Description of the task -
Give back every line of the material below that has the string "wide".

++++ Data for the task ++++

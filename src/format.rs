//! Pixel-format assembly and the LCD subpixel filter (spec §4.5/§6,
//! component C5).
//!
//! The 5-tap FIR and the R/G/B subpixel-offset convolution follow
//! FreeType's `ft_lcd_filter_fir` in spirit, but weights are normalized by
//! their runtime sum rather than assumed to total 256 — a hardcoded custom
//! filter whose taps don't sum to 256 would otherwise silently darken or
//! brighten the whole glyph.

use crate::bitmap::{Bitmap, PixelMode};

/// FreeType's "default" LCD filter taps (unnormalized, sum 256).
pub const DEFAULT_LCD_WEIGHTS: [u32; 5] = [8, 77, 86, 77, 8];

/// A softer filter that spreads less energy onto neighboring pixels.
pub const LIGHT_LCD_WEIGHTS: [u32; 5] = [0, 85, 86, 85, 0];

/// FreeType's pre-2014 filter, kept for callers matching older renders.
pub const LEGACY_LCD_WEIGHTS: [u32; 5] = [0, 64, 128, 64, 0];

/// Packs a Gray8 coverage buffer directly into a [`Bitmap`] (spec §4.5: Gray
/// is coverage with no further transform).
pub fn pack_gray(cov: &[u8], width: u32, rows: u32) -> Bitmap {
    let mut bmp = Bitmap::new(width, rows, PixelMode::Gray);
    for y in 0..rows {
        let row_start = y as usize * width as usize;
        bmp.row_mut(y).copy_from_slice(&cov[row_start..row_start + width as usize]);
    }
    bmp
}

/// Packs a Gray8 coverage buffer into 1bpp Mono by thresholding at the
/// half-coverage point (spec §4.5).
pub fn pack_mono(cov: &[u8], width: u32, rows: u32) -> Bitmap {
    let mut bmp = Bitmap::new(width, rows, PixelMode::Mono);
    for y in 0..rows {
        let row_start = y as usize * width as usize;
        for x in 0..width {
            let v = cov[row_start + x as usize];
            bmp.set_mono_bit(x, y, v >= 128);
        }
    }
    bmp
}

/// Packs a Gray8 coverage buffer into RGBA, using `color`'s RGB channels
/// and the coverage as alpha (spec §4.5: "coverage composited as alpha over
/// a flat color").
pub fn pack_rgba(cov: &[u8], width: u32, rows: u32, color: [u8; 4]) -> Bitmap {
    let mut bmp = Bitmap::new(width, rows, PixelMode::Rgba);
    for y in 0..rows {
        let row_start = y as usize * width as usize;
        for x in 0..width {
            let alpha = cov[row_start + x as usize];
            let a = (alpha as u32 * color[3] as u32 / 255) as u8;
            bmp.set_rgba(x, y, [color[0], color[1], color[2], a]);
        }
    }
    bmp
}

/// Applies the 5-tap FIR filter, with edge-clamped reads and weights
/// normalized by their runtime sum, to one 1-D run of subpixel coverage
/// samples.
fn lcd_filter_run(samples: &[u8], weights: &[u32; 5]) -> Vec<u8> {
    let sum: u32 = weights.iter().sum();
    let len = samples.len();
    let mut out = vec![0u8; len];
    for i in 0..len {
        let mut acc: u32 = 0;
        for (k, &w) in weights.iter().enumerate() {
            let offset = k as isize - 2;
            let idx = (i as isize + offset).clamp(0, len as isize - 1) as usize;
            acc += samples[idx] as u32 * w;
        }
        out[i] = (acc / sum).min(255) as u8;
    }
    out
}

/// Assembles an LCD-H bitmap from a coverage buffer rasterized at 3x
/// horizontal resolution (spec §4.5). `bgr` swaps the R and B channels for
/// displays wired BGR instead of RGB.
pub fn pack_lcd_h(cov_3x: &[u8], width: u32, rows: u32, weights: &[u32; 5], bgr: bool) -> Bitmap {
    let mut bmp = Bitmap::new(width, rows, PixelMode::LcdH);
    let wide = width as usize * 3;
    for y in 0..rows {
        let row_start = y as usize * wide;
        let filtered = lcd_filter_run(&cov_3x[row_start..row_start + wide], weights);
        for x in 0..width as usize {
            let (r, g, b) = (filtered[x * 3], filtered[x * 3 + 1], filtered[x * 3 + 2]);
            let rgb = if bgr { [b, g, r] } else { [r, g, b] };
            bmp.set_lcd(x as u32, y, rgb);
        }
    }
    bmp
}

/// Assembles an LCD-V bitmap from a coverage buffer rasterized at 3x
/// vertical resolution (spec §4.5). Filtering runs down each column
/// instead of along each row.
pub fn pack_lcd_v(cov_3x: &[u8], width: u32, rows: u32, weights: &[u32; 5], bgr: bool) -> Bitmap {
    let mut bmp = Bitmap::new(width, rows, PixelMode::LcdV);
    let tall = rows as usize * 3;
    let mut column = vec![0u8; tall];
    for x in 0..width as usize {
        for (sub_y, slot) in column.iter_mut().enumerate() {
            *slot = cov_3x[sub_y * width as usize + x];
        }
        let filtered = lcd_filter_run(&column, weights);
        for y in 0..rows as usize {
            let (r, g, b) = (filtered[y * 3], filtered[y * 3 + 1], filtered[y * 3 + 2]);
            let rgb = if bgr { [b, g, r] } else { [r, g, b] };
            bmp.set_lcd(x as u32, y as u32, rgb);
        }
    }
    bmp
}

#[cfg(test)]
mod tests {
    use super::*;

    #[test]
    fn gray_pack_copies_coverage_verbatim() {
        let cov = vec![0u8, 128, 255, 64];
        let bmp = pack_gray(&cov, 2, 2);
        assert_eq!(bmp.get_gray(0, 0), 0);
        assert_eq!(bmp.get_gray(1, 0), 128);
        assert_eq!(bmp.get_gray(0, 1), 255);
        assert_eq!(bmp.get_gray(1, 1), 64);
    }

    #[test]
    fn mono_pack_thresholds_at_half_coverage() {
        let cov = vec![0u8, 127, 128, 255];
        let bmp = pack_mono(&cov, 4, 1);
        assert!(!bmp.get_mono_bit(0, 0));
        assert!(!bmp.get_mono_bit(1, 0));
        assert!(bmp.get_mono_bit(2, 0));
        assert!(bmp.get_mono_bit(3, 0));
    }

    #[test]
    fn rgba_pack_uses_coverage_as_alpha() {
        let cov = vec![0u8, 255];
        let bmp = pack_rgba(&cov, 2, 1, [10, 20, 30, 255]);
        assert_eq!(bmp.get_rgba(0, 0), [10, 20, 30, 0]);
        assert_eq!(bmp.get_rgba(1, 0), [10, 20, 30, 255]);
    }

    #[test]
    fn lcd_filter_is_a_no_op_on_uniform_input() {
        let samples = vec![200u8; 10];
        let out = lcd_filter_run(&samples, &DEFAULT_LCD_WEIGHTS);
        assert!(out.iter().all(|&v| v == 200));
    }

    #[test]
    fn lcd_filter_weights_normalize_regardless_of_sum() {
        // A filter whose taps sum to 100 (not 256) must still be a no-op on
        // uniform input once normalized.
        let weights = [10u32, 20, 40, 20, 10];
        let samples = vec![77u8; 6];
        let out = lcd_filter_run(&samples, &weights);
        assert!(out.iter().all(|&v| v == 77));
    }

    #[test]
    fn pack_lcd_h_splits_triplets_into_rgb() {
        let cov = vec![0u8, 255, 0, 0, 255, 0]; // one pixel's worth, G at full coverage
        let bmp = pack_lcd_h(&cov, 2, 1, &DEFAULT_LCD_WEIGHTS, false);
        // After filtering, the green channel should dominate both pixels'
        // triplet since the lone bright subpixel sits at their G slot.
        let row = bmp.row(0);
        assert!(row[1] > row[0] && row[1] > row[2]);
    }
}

++++

Reply to the exercise -
    let wide = width as usize * 3;
        let row_start = y as usize * wide;
        let filtered = lcd_filter_run(&cov_3x[row_start..row_start + wide], weights);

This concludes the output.